Both air conditioning systems lost the compressed air source and thereby aircraft lost its pressurization capability.

The Aviation Safety Council issued following 4 Safety Recommendations to Hong Kong CAD and Cathay Pacific Airways:

  1. require Cathay Pacific Airways to consider evaluating or revising the MEL procedure to reduce the depressurization risk under one engine bleed air fail, and recover the cabin pressurization capability with APU in a timely manner when the second engine bleed air system also failed;
  2. require Cathay Pacific Airways to consider evaluating the maintenance program for ThC shop-in service or overhaul interval before the new grid filter design or modification come to effect;
  3. require Cathay Pacific Airways to consider evaluating the MEL restriction regarding aircraft been dispatched from home base with an inoperative system to lower the dual bleed system failure risk;
  4. require Cathay Pacific Airways to review air dual bleed fault and emergency descent procedures and revise related inconsistent procedures accordingly; and require Cathay Pacific Airways cabin crew members to review cabin depressurization related procedures including: provide oxygen bottle side effect information, manually opening the oxygen cover panel to initiate oxygen flow; enhance cabin crew depressurization training.

Three safety recommendations were issued to the DGAC France to:

  1. require manufacturer to modify or redesign the ThC grid filter to reduce the risk of A330 dual bleed system failure;
  2. recommend the manufacturer to evaluate the maintenance program for ThC shop-in service or overhaul interval before the new design or modification come to effect and require manufacturer to review air dual bleed fault and emergency descent procedures and revise related inconsistent procedures accordingly; and
  3. require manufacturer considering to take the in-service fleet events and family fleet problem solving experiences into Product Safety Process account and form the problem solving task force in an earlier time as proactive risk mitigation measure.

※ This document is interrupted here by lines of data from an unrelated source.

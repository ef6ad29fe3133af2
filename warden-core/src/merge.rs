//! Reconciling result sets produced by two independent stores.

use crate::{PolicyRecord, PublishedPolicy, StatusEntry};
use std::collections::HashSet;
use std::hash::Hash;

/// Identity used to detect the same record coming from two stores.
pub trait MergeKey {
    type Key: Eq + Hash;

    fn merge_key(&self) -> Self::Key;
}

impl MergeKey for String {
    type Key = String;

    fn merge_key(&self) -> String {
        self.clone()
    }
}

impl MergeKey for PolicyRecord {
    type Key = String;

    fn merge_key(&self) -> String {
        self.policy_id.clone()
    }
}

impl MergeKey for PublishedPolicy {
    type Key = String;

    fn merge_key(&self) -> String {
        self.policy_id.clone()
    }
}

impl MergeKey for StatusEntry {
    type Key = uuid::Uuid;

    fn merge_key(&self) -> uuid::Uuid {
        self.entry_id
    }
}

/// Combine two collections with first-seen precedence.
///
/// The output holds every element of `primary` in order, followed by each
/// element of `secondary` whose key has not been seen yet. Duplicates inside
/// `secondary` collapse to their first occurrence.
pub fn merge_dedup<T>(primary: &[T], secondary: &[T]) -> Vec<T>
where
    T: MergeKey + Clone,
{
    let mut seen: HashSet<T::Key> = primary.iter().map(MergeKey::merge_key).collect();
    let mut merged = primary.to_vec();
    for item in secondary {
        if seen.insert(item.merge_key()) {
            merged.push(item.clone());
        }
    }
    merged
}
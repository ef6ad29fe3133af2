//! Cache-backed configuration backend.

use async_trait::async_trait;
use std::sync::Arc;
use warden_core::{EntitlementResult, TenantId};

use crate::backend::ConfigBackend;
use crate::cache::StoreCaches;

const ALGORITHM_ENTRY: &str = "policy_combining_algorithm";

pub struct CachedConfigBackend {
    inner: Arc<dyn ConfigBackend>,
    caches: Arc<StoreCaches>,
}

impl CachedConfigBackend {
    pub fn new(inner: Arc<dyn ConfigBackend>, caches: Arc<StoreCaches>) -> Self {
        Self { inner, caches }
    }
}

#[async_trait]
impl ConfigBackend for CachedConfigBackend {
    async fn get_policy_combining_algorithm(
        &self,
        tenant: TenantId,
    ) -> EntitlementResult<Option<String>> {
        if let Some(cached) = self.caches.config.get(ALGORITHM_ENTRY, tenant).await {
            return Ok(cached);
        }
        let generation = self.caches.config.generation(tenant);
        let algorithm = self.inner.get_policy_combining_algorithm(tenant).await?;
        self.caches
            .config
            .populate(ALGORITHM_ENTRY, tenant, generation, &algorithm)
            .await?;
        Ok(algorithm)
    }

    async fn insert_policy_combining_algorithm(
        &self,
        algorithm: &str,
        tenant: TenantId,
    ) -> EntitlementResult<()> {
        self.inner
            .insert_policy_combining_algorithm(algorithm, tenant)
            .await?;
        self.caches
            .config
            .put(ALGORITHM_ENTRY, tenant, &Some(algorithm.to_string()))
            .await
    }

    async fn update_policy_combining_algorithm(
        &self,
        algorithm: &str,
        tenant: TenantId,
    ) -> EntitlementResult<()> {
        self.inner
            .update_policy_combining_algorithm(algorithm, tenant)
            .await?;
        self.caches
            .config
            .put(ALGORITHM_ENTRY, tenant, &Some(algorithm.to_string()))
            .await
    }
}
//! Wildcard filters used for subscriber listing and status search.
//!
//! `*` matches any run of characters; every other character is literal.
//! A blank pattern or a lone `*` matches everything.

use crate::{EntitlementError, EntitlementResult};
use regex::Regex;

#[derive(Debug, Clone)]
pub struct WildcardFilter {
    matcher: Option<Regex>,
}

impl WildcardFilter {
    /// Compile a wildcard pattern. The match is anchored at both ends.
    pub fn new(pattern: &str) -> EntitlementResult<Self> {
        let pattern = pattern.trim();
        if pattern.is_empty() || pattern.chars().all(|c| c == '*') {
            return Ok(Self::match_all());
        }
        let body = pattern
            .split('*')
            .map(regex::escape)
            .collect::<Vec<_>>()
            .join(".*");
        let regex = Regex::new(&format!("^{body}$")).map_err(|e| {
            EntitlementError::with_source(format!("invalid search pattern '{pattern}'"), e)
        })?;
        Ok(Self {
            matcher: Some(regex),
        })
    }

    pub fn match_all() -> Self {
        Self { matcher: None }
    }

    pub fn matches_all(&self) -> bool {
        self.matcher.is_none()
    }

    pub fn matches(&self, candidate: &str) -> bool {
        match &self.matcher {
            None => true,
            Some(re) => re.is_match(candidate),
        }
    }

    /// Match an optional value. Absent values only pass a match-all filter.
    pub fn matches_opt(&self, candidate: Option<&str>) -> bool {
        match candidate {
            Some(c) => self.matches(c),
            None => self.matches_all(),
        }
    }
}

impl Default for WildcardFilter {
    fn default() -> Self {
        Self::match_all()
    }
}
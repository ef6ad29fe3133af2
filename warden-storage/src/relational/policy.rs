//! Relational policy store with version management.

use async_trait::async_trait;
use chrono::Utc;
use std::sync::Arc;
use warden_core::{EntitlementResult, PolicyRecord, PublishedPolicy, TenantId};

use crate::backend::PolicyBackend;
use crate::store::PolicyStore;

pub struct RelationalPolicyStore {
    backend: Arc<dyn PolicyBackend>,
}

impl RelationalPolicyStore {
    pub fn new(backend: Arc<dyn PolicyBackend>) -> Self {
        Self { backend }
    }
}

/// Version assigned to a write, given the currently stored latest copy.
pub(crate) fn next_version(
    incoming: &PolicyRecord,
    existing: Option<&PolicyRecord>,
    enable_versioning: bool,
) -> String {
    match (existing, enable_versioning) {
        (Some(current), true) => (current.version_number() + 1).to_string(),
        (Some(current), false) => current.version.clone(),
        (None, _) if incoming.version_number() > 0 => incoming.version_number().to_string(),
        (None, _) => "1".to_string(),
    }
}

#[async_trait]
impl PolicyStore for RelationalPolicyStore {
    async fn add_or_update_policy(
        &self,
        policy: &PolicyRecord,
        enable_versioning: bool,
        tenant: TenantId,
    ) -> EntitlementResult<()> {
        let existing = self.backend.get_pap_policy(&policy.policy_id, tenant).await?;

        let mut record = policy.clone();
        record.version = next_version(policy, existing.as_ref(), enable_versioning);
        record.last_modified_at = Utc::now();

        tracing::debug!(
            %tenant,
            policy_id = %record.policy_id,
            version = %record.version,
            "storing policy in relational store"
        );
        match existing {
            // Overwrite in place; the stored copy survives a failed write.
            Some(current) if !enable_versioning => {
                record.published = current.published;
                self.backend.replace_policy(&record, tenant).await
            }
            _ => {
                record.published = false;
                self.backend.insert_policy(&record, tenant).await
            }
        }
    }

    async fn get_pap_policy(
        &self,
        policy_id: &str,
        tenant: TenantId,
    ) -> EntitlementResult<Option<PolicyRecord>> {
        self.backend.get_pap_policy(policy_id, tenant).await
    }

    async fn get_pap_policies(
        &self,
        policy_ids: &[String],
        tenant: TenantId,
    ) -> EntitlementResult<Vec<PolicyRecord>> {
        if policy_ids.is_empty() {
            return self.backend.get_all_pap_policies(tenant).await;
        }
        let mut policies = Vec::with_capacity(policy_ids.len());
        for id in policy_ids {
            if let Some(policy) = self.backend.get_pap_policy(id, tenant).await? {
                policies.push(policy);
            }
        }
        Ok(policies)
    }

    async fn get_policy(
        &self,
        policy_id: &str,
        version: Option<&str>,
        tenant: TenantId,
    ) -> EntitlementResult<Option<PolicyRecord>> {
        match version.map(str::trim).filter(|v| !v.is_empty()) {
            Some(v) => self.backend.get_policy_version(policy_id, v, tenant).await,
            None => self.backend.get_pap_policy(policy_id, tenant).await,
        }
    }

    async fn get_versions(
        &self,
        policy_id: &str,
        tenant: TenantId,
    ) -> EntitlementResult<Vec<String>> {
        self.backend.get_versions(policy_id, tenant).await
    }

    async fn list_policy_ids(&self, tenant: TenantId) -> EntitlementResult<Vec<String>> {
        let policies = self.backend.get_all_pap_policies(tenant).await?;
        Ok(policies.into_iter().map(|p| p.policy_id).collect())
    }

    async fn remove_policy(&self, policy_id: &str, tenant: TenantId) -> EntitlementResult<()> {
        self.backend.delete_pap_policy(policy_id, tenant).await?;
        Ok(())
    }

    async fn publish_policy(
        &self,
        policy: &PublishedPolicy,
        tenant: TenantId,
    ) -> EntitlementResult<()> {
        self.backend.publish_policy(policy, tenant).await
    }

    async fn is_published(&self, policy_id: &str, tenant: TenantId) -> EntitlementResult<bool> {
        Ok(self.backend.get_pdp_policy(policy_id, tenant).await?.is_some())
    }

    async fn get_published_policy(
        &self,
        policy_id: &str,
        tenant: TenantId,
    ) -> EntitlementResult<Option<PublishedPolicy>> {
        self.backend.get_pdp_policy(policy_id, tenant).await
    }

    async fn list_published_policy_ids(&self, tenant: TenantId) -> EntitlementResult<Vec<String>> {
        let policies = self.backend.get_all_pdp_policies(tenant).await?;
        Ok(policies.into_iter().map(|p| p.policy_id).collect())
    }

    async fn unpublish_policy(&self, policy_id: &str, tenant: TenantId) -> EntitlementResult<()> {
        self.backend.unpublish_policy(policy_id, tenant).await?;
        Ok(())
    }

    async fn exists(&self, policy_id: &str, tenant: TenantId) -> EntitlementResult<bool> {
        self.backend.exists(policy_id, tenant).await
    }
}

#[cfg(test)]
mod tests {
    use super::*;
    use crate::backend::InMemoryRelationalStore;
    use warden_core::EntitlementError;

    const TENANT: TenantId = TenantId::new(1);

    /// Serves reads from `inner` and rejects policy writes.
    struct ReadOnlyPolicyBackend {
        inner: InMemoryRelationalStore,
    }

    #[async_trait]
    impl PolicyBackend for ReadOnlyPolicyBackend {
        async fn insert_policy(&self, _: &PolicyRecord, _: TenantId) -> EntitlementResult<()> {
            Err(EntitlementError::new("insert rejected"))
        }
        async fn replace_policy(&self, _: &PolicyRecord, _: TenantId) -> EntitlementResult<()> {
            Err(EntitlementError::new("replace rejected"))
        }
        async fn get_pap_policy(&self, id: &str, tenant: TenantId) -> EntitlementResult<Option<PolicyRecord>> {
            self.inner.get_pap_policy(id, tenant).await
        }
        async fn get_policy_version(
            &self,
            id: &str,
            version: &str,
            tenant: TenantId,
        ) -> EntitlementResult<Option<PolicyRecord>> {
            self.inner.get_policy_version(id, version, tenant).await
        }
        async fn get_all_pap_policies(&self, tenant: TenantId) -> EntitlementResult<Vec<PolicyRecord>> {
            self.inner.get_all_pap_policies(tenant).await
        }
        async fn get_versions(&self, id: &str, tenant: TenantId) -> EntitlementResult<Vec<String>> {
            self.inner.get_versions(id, tenant).await
        }
        async fn delete_pap_policy(&self, id: &str, tenant: TenantId) -> EntitlementResult<bool> {
            self.inner.delete_pap_policy(id, tenant).await
        }
        async fn exists(&self, id: &str, tenant: TenantId) -> EntitlementResult<bool> {
            self.inner.exists(id, tenant).await
        }
        async fn get_pdp_policy(&self, id: &str, tenant: TenantId) -> EntitlementResult<Option<PublishedPolicy>> {
            self.inner.get_pdp_policy(id, tenant).await
        }
        async fn get_all_pdp_policies(&self, tenant: TenantId) -> EntitlementResult<Vec<PublishedPolicy>> {
            self.inner.get_all_pdp_policies(tenant).await
        }
        async fn publish_policy(&self, policy: &PublishedPolicy, tenant: TenantId) -> EntitlementResult<()> {
            self.inner.publish_policy(policy, tenant).await
        }
        async fn unpublish_policy(&self, id: &str, tenant: TenantId) -> EntitlementResult<bool> {
            self.inner.unpublish_policy(id, tenant).await
        }
    }

    fn store() -> RelationalPolicyStore {
        RelationalPolicyStore::new(Arc::new(InMemoryRelationalStore::new()))
    }

    #[test]
    fn test_next_version() {
        let incoming = PolicyRecord::new("p", "b");
        let current = PolicyRecord::new("p", "b").with_version("4");
        assert_eq!(next_version(&incoming, Some(&current), true), "5");
        assert_eq!(next_version(&incoming, Some(&current), false), "4");
        assert_eq!(next_version(&incoming, None, true), "1");
        assert_eq!(next_version(&incoming.clone().with_version("7"), None, false), "7");
        assert_eq!(next_version(&incoming.with_version("draft"), None, false), "1");
    }

    #[tokio::test]
    async fn test_versioning_accumulates() {
        let store = store();
        store.add_or_update_policy(&PolicyRecord::new("p", "a"), true, TENANT).await.unwrap();
        store.add_or_update_policy(&PolicyRecord::new("p", "b"), true, TENANT).await.unwrap();
        store.add_or_update_policy(&PolicyRecord::new("p", "c"), true, TENANT).await.unwrap();

        assert_eq!(store.get_versions("p", TENANT).await.unwrap(), vec!["1", "2", "3"]);
        assert_eq!(store.get_pap_policy("p", TENANT).await.unwrap().unwrap().body, "c");
        assert_eq!(
            store.get_policy("p", Some("2"), TENANT).await.unwrap().unwrap().body,
            "b"
        );
        assert_eq!(store.get_policy("p", Some(" "), TENANT).await.unwrap().unwrap().body, "c");
    }

    #[tokio::test]
    async fn test_unversioned_update_replaces_single_copy() {
        let store = store();
        store.add_or_update_policy(&PolicyRecord::new("p", "a"), false, TENANT).await.unwrap();
        store
            .publish_policy(&PolicyRecord::new("p", "a").to_published(), TENANT)
            .await
            .unwrap();
        store.add_or_update_policy(&PolicyRecord::new("p", "b"), false, TENANT).await.unwrap();

        assert_eq!(store.get_versions("p", TENANT).await.unwrap(), vec!["1"]);
        let latest = store.get_pap_policy("p", TENANT).await.unwrap().unwrap();
        assert_eq!(latest.body, "b");
        assert!(latest.published);
    }

    #[tokio::test]
    async fn test_failed_unversioned_update_keeps_stored_policy() {
        let raw = InMemoryRelationalStore::new();
        RelationalPolicyStore::new(Arc::new(raw.clone()))
            .add_or_update_policy(&PolicyRecord::new("p", "a"), false, TENANT)
            .await
            .unwrap();

        let store = RelationalPolicyStore::new(Arc::new(ReadOnlyPolicyBackend { inner: raw.clone() }));
        let err = store
            .add_or_update_policy(&PolicyRecord::new("p", "b"), false, TENANT)
            .await
            .unwrap_err();
        assert!(err.to_string().contains("rejected"));

        let kept = store.get_pap_policy("p", TENANT).await.unwrap().unwrap();
        assert_eq!(kept.body, "a");
        assert_eq!(raw.call_count("delete_pap_policy"), 0);
    }

    #[tokio::test]
    async fn test_unversioned_update_uses_single_replace() {
        let raw = InMemoryRelationalStore::new();
        let store = RelationalPolicyStore::new(Arc::new(raw.clone()));
        store.add_or_update_policy(&PolicyRecord::new("p", "a"), false, TENANT).await.unwrap();
        raw.reset_call_counts();

        store.add_or_update_policy(&PolicyRecord::new("p", "b"), false, TENANT).await.unwrap();
        assert_eq!(raw.call_count("replace_policy"), 1);
        assert_eq!(raw.call_count("insert_policy"), 0);
        assert_eq!(raw.call_count("delete_pap_policy"), 0);
    }

    #[tokio::test]
    async fn test_get_pap_policies_by_ids_and_all() {
        let store = store();
        for id in ["a", "b", "c"] {
            store.add_or_update_policy(&PolicyRecord::new(id, id), false, TENANT).await.unwrap();
        }
        let some = store
            .get_pap_policies(&["c".to_string(), "zz".to_string(), "a".to_string()], TENANT)
            .await
            .unwrap();
        assert_eq!(some.iter().map(|p| p.policy_id.as_str()).collect::<Vec<_>>(), vec!["c", "a"]);
        assert_eq!(store.get_pap_policies(&[], TENANT).await.unwrap().len(), 3);
        assert_eq!(store.list_policy_ids(TENANT).await.unwrap(), vec!["a", "b", "c"]);
    }

    #[tokio::test]
    async fn test_publish_lifecycle() {
        let store = store();
        let p = PolicyRecord::new("p", "a");
        store.add_or_update_policy(&p, false, TENANT).await.unwrap();
        assert!(!store.is_published("p", TENANT).await.unwrap());

        store.publish_policy(&p.to_published(), TENANT).await.unwrap();
        assert!(store.is_published("p", TENANT).await.unwrap());
        assert_eq!(store.list_published_policy_ids(TENANT).await.unwrap(), vec!["p"]);

        store.unpublish_policy("p", TENANT).await.unwrap();
        assert!(store.get_published_policy("p", TENANT).await.unwrap().is_none());

        store.remove_policy("p", TENANT).await.unwrap();
        store.remove_policy("p", TENANT).await.unwrap();
        assert!(!store.exists("p", TENANT).await.unwrap());
    }
}
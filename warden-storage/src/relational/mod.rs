//! Stores over the relational backend traits.
//!
//! These hold the per-family business rules (versioning, partial subscriber
//! updates, status retention). Whether the backend they talk to is cached is
//! decided by whoever builds them.

pub mod config;
pub mod policy;
pub mod status;
pub mod subscriber;

pub use config::RelationalConfigStore;
pub use policy::RelationalPolicyStore;
pub use status::RelationalStatusStore;
pub use subscriber::RelationalSubscriberStore;
//! WARDEN Core - Entitlement Data Model
//!
//! Policy, configuration, subscriber and status types shared by every store,
//! together with the error type, configuration and the merge utility used to
//! reconcile results from two backends.

pub mod config;
pub mod error;
pub mod filter;
pub mod identity;
pub mod merge;
pub mod policy;
pub mod status;
pub mod subscriber;

pub use config::{CacheConfig, StatusSettings, StorageMode, StoreConfig};
pub use error::{EntitlementError, EntitlementResult, ErrorSource};
pub use filter::WildcardFilter;
pub use identity::{new_entry_id, TenantId, Timestamp};
pub use merge::{merge_dedup, MergeKey};
pub use policy::{parse_version, CombiningAlgorithm, PolicyRecord, PublishedPolicy};
pub use status::{StatusAbout, StatusEntry, StatusType, StatusTypeParseError};
pub use subscriber::{
    CryptoError, SecretDecryptor, Subscriber, SubscriberProperty, SUBSCRIBER_ID_PROPERTY,
};
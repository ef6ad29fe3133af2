//! Tenant-scoped cache keys.
//!
//! A `TenantScopedKey` can only be built from a tenant, a region and an entry
//! key, so no cache operation can address an entry without naming its tenant.

use warden_core::TenantId;

/// Separator byte between the tenant id and the rest of the key.
const SEPARATOR: u8 = 0xFF;

/// Length of the encoded tenant prefix: 4 tenant bytes plus the separator.
const TENANT_PREFIX_LEN: usize = 5;

/// The cache regions kept per tenant.
#[derive(Debug, Clone, Copy, PartialEq, Eq, Hash, PartialOrd, Ord)]
pub enum CacheRegion {
    /// Latest administration-time policy, keyed by policy id.
    PapPolicy,
    /// All administration-time policies of a tenant.
    PapPolicyList,
    /// Published policy, keyed by policy id.
    PdpPolicy,
    /// All published policies of a tenant.
    PdpPolicyList,
    /// Tenant configuration values, keyed by setting name.
    Config,
    /// Subscriber, keyed by subscriber id.
    Subscriber,
    /// Subscriber id listings.
    SubscriberList,
}

impl CacheRegion {
    pub const ALL: [CacheRegion; 7] = [
        CacheRegion::PapPolicy,
        CacheRegion::PapPolicyList,
        CacheRegion::PdpPolicy,
        CacheRegion::PdpPolicyList,
        CacheRegion::Config,
        CacheRegion::Subscriber,
        CacheRegion::SubscriberList,
    ];

    pub fn as_byte(&self) -> u8 {
        match self {
            CacheRegion::PapPolicy => 0,
            CacheRegion::PapPolicyList => 1,
            CacheRegion::PdpPolicy => 2,
            CacheRegion::PdpPolicyList => 3,
            CacheRegion::Config => 4,
            CacheRegion::Subscriber => 5,
            CacheRegion::SubscriberList => 6,
        }
    }

    pub fn from_byte(byte: u8) -> Option<Self> {
        match byte {
            0 => Some(CacheRegion::PapPolicy),
            1 => Some(CacheRegion::PapPolicyList),
            2 => Some(CacheRegion::PdpPolicy),
            3 => Some(CacheRegion::PdpPolicyList),
            4 => Some(CacheRegion::Config),
            5 => Some(CacheRegion::Subscriber),
            6 => Some(CacheRegion::SubscriberList),
            _ => None,
        }
    }

    pub fn name(&self) -> &'static str {
        match self {
            CacheRegion::PapPolicy => "pap_policy",
            CacheRegion::PapPolicyList => "pap_policy_list",
            CacheRegion::PdpPolicy => "pdp_policy",
            CacheRegion::PdpPolicyList => "pdp_policy_list",
            CacheRegion::Config => "config",
            CacheRegion::Subscriber => "subscriber",
            CacheRegion::SubscriberList => "subscriber_list",
        }
    }
}

/// A cache key that is scoped to a specific tenant.
///
/// # Binary Format
///
/// - Bytes 0-3: tenant id (big-endian i32)
/// - Byte 4: separator (0xFF)
/// - Byte 5: region discriminant
/// - Bytes 6..: entry key (UTF-8)
///
/// The fixed-width tenant prefix sorts one tenant's entries together, so a
/// prefix scan can drop a whole tenant.
#[derive(Debug, Clone, PartialEq, Eq, Hash)]
pub struct TenantScopedKey {
    inner: TenantKeyInner,
}

#[derive(Debug, Clone, PartialEq, Eq, Hash)]
struct TenantKeyInner {
    tenant: TenantId,
    region: CacheRegion,
    entry: String,
}

impl TenantScopedKey {
    pub fn new(tenant: TenantId, region: CacheRegion, entry: impl Into<String>) -> Self {
        Self {
            inner: TenantKeyInner {
                tenant,
                region,
                entry: entry.into(),
            },
        }
    }

    pub fn tenant(&self) -> TenantId {
        self.inner.tenant
    }

    pub fn region(&self) -> CacheRegion {
        self.inner.region
    }

    pub fn entry(&self) -> &str {
        &self.inner.entry
    }

    pub fn encode(&self) -> Vec<u8> {
        let mut bytes = Vec::with_capacity(TENANT_PREFIX_LEN + 1 + self.inner.entry.len());
        bytes.extend_from_slice(&Self::tenant_prefix(self.inner.tenant));
        bytes.push(self.inner.region.as_byte());
        bytes.extend_from_slice(self.inner.entry.as_bytes());
        bytes
    }

    /// Decode a key from bytes. Returns `None` for truncated input, a missing
    /// separator, an unknown region or a non-UTF-8 entry key.
    pub fn decode(bytes: &[u8]) -> Option<Self> {
        if bytes.len() < TENANT_PREFIX_LEN + 1 {
            return None;
        }
        if bytes[4] != SEPARATOR {
            return None;
        }
        let tenant = TenantId::from_be_bytes([bytes[0], bytes[1], bytes[2], bytes[3]]);
        let region = CacheRegion::from_byte(bytes[5])?;
        let entry = std::str::from_utf8(&bytes[6..]).ok()?.to_string();
        Some(Self::new(tenant, region, entry))
    }

    /// Prefix shared by every key of a tenant.
    pub fn tenant_prefix(tenant: TenantId) -> [u8; TENANT_PREFIX_LEN] {
        let mut prefix = [0u8; TENANT_PREFIX_LEN];
        prefix[0..4].copy_from_slice(&tenant.to_be_bytes());
        prefix[4] = SEPARATOR;
        prefix
    }

    /// Prefix shared by every key of one region of a tenant.
    pub fn tenant_region_prefix(tenant: TenantId, region: CacheRegion) -> [u8; 6] {
        let mut prefix = [0u8; 6];
        prefix[0..5].copy_from_slice(&Self::tenant_prefix(tenant));
        prefix[5] = region.as_byte();
        prefix
    }
}
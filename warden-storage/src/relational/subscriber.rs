//! Relational subscriber store.

use async_trait::async_trait;
use std::sync::Arc;
use warden_core::{EntitlementError, EntitlementResult, SecretDecryptor, Subscriber, TenantId};

use crate::backend::SubscriberBackend;
use crate::store::SubscriberStore;

pub struct RelationalSubscriberStore {
    backend: Arc<dyn SubscriberBackend>,
    decryptor: Option<Arc<dyn SecretDecryptor>>,
}

impl RelationalSubscriberStore {
    pub fn new(backend: Arc<dyn SubscriberBackend>) -> Self {
        Self {
            backend,
            decryptor: None,
        }
    }

    pub fn with_decryptor(mut self, decryptor: Option<Arc<dyn SecretDecryptor>>) -> Self {
        self.decryptor = decryptor;
        self
    }
}

/// Decrypt secrets on a read copy when asked to. Stored values stay ciphertext.
pub(crate) fn reveal(
    mut subscriber: Subscriber,
    reveal_secrets: bool,
    decryptor: Option<&Arc<dyn SecretDecryptor>>,
) -> Subscriber {
    if reveal_secrets {
        match decryptor {
            Some(d) => subscriber.reveal_secrets(&**d),
            None => tracing::warn!(
                module = %subscriber.module_name,
                "secret reveal requested but no decryptor is configured"
            ),
        }
    }
    subscriber
}

pub(crate) fn require_id(subscriber: &Subscriber) -> EntitlementResult<&str> {
    subscriber
        .subscriber_id()
        .ok_or_else(|| EntitlementError::new("subscriber id must not be empty"))
}

#[async_trait]
impl SubscriberStore for RelationalSubscriberStore {
    async fn add_subscriber(
        &self,
        subscriber: &Subscriber,
        tenant: TenantId,
    ) -> EntitlementResult<()> {
        require_id(subscriber)?;
        self.backend.insert_subscriber(subscriber, tenant).await
    }

    async fn get_subscriber(
        &self,
        subscriber_id: &str,
        reveal_secrets: bool,
        tenant: TenantId,
    ) -> EntitlementResult<Option<Subscriber>> {
        let subscriber = self.backend.get_subscriber(subscriber_id, tenant).await?;
        Ok(subscriber.map(|s| reveal(s, reveal_secrets, self.decryptor.as_ref())))
    }

    async fn list_subscriber_ids(
        &self,
        filter: &str,
        tenant: TenantId,
    ) -> EntitlementResult<Vec<String>> {
        self.backend.get_subscriber_ids(filter, tenant).await
    }

    async fn update_subscriber(
        &self,
        subscriber: &Subscriber,
        tenant: TenantId,
    ) -> EntitlementResult<()> {
        let id = require_id(subscriber)?;
        let mut stored = self
            .backend
            .get_subscriber(id, tenant)
            .await?
            .ok_or_else(|| EntitlementError::new(format!("subscriber '{id}' does not exist")))?;
        stored.merge_update(subscriber);
        self.backend.update_subscriber(&stored, tenant).await
    }

    async fn remove_subscriber(
        &self,
        subscriber_id: &str,
        tenant: TenantId,
    ) -> EntitlementResult<()> {
        self.backend.delete_subscriber(subscriber_id, tenant).await?;
        Ok(())
    }

    async fn subscriber_exists(
        &self,
        subscriber_id: &str,
        tenant: TenantId,
    ) -> EntitlementResult<bool> {
        self.backend.subscriber_exists(subscriber_id, tenant).await
    }
}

The Aviation Safety Council issued  recommendations to CAA Taiwan as follows:

  1. require controller followed ATMP procedures;
  2. enhance controller emergency response and situation awareness when handling the distress aircraft in accordance with the ATMP procedure;
  3. enhance ATC internal coordination, communication during emergency situation includes the training, checking and handling of distress aircraft and carefully selected appropriate radio communication stations as backup system to avoid communication performance degrade; and
  4. to revise the TACC Guard frequency radio test inclusive at SALMI waypoint and review and revise the ATMP Chinese version 2-4-15 word meaning in accordance with the English version 1-2-1.